Assignment: Find the string "IndicatorSource" in the listing and report every line that has it.
Content starts
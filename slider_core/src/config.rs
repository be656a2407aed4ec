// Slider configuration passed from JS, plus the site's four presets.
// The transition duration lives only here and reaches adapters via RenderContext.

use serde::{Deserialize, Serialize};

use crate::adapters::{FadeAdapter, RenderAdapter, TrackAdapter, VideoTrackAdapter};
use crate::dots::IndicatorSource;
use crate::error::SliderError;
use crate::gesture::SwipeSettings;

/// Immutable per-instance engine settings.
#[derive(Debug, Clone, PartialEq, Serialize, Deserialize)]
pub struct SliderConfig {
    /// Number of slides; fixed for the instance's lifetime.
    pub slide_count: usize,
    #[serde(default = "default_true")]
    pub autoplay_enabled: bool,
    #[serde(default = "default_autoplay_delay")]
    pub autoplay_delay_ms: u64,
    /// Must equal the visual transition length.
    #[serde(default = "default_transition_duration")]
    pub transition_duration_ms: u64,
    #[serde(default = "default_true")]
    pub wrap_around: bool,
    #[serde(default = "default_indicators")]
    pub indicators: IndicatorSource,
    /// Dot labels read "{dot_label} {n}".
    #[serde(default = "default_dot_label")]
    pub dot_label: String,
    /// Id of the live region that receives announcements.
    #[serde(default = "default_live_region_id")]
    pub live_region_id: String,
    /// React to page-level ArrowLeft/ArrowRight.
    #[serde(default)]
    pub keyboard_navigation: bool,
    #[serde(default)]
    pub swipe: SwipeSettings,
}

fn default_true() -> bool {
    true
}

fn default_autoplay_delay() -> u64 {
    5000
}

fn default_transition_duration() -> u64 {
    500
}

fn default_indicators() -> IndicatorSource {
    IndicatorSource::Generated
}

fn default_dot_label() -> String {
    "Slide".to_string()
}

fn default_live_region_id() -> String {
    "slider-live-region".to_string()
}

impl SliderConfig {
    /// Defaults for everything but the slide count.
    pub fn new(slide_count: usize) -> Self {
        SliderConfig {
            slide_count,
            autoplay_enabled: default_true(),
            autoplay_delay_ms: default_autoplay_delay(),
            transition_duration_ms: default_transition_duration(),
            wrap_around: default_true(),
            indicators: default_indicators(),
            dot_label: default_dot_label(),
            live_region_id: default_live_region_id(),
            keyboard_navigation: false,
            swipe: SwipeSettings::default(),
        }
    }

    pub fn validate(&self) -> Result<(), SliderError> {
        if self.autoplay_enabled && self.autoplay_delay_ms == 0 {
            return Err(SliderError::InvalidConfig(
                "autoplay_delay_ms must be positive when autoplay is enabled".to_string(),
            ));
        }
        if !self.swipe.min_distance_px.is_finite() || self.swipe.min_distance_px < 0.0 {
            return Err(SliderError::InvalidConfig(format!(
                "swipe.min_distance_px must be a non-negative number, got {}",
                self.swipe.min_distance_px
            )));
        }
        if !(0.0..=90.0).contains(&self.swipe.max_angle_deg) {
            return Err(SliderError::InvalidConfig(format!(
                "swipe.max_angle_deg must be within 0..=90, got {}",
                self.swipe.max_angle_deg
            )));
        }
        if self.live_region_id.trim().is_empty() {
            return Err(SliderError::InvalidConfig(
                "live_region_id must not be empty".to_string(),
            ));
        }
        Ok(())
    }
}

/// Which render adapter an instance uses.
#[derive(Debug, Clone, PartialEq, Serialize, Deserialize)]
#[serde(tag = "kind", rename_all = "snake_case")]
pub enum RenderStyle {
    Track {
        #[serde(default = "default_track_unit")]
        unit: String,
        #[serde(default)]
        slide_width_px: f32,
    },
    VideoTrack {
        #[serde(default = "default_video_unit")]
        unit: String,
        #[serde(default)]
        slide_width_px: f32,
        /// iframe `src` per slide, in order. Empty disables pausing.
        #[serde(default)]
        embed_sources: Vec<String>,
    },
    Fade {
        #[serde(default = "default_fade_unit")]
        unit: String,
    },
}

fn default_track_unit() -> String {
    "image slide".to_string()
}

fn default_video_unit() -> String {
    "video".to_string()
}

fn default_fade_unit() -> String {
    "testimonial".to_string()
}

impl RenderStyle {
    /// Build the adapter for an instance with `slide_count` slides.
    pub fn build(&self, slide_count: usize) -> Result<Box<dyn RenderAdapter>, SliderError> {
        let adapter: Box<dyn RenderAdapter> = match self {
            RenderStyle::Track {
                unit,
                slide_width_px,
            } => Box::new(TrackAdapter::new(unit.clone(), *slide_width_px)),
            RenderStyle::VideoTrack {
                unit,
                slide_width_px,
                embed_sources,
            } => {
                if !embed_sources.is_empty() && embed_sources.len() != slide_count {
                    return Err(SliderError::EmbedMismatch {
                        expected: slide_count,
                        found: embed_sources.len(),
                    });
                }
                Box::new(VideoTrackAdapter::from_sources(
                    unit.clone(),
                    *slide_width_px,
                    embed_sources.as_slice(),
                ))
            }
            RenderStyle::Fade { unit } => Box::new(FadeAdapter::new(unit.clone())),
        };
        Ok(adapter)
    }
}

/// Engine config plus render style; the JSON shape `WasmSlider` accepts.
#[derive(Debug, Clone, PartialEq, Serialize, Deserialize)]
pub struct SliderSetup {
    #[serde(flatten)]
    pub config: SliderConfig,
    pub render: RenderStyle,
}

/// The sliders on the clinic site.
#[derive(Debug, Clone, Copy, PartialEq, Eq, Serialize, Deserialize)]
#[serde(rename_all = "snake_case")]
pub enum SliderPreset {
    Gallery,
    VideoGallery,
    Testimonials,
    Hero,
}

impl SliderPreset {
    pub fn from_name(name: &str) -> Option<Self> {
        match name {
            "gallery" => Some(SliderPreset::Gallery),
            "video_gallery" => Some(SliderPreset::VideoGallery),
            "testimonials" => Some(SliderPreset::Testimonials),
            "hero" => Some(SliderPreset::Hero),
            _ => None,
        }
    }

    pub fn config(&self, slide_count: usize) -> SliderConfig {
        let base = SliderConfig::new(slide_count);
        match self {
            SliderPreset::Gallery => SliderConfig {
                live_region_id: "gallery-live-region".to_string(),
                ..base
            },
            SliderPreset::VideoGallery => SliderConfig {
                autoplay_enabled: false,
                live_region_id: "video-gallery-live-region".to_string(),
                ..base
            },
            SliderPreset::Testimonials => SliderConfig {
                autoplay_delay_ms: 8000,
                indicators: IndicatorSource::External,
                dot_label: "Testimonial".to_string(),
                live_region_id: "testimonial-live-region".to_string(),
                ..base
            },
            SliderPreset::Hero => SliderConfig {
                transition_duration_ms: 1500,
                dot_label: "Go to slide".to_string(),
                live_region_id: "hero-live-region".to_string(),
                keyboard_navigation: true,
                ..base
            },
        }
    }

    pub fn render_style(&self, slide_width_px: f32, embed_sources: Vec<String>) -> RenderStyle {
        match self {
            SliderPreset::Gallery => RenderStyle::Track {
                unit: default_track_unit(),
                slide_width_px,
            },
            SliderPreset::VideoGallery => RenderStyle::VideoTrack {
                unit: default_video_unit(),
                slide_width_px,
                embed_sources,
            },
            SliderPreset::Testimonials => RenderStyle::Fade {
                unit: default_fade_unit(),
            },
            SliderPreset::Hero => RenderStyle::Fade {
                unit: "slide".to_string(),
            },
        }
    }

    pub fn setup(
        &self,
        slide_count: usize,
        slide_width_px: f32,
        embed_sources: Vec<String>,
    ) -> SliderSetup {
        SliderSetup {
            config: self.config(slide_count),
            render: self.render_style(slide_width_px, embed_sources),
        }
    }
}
Content ends
Answer to the exercise:
use crate::dots::IndicatorSource;
    pub indicators: IndicatorSource,
fn default_indicators() -> IndicatorSource {
    IndicatorSource::Generated
                indicators: IndicatorSource::External,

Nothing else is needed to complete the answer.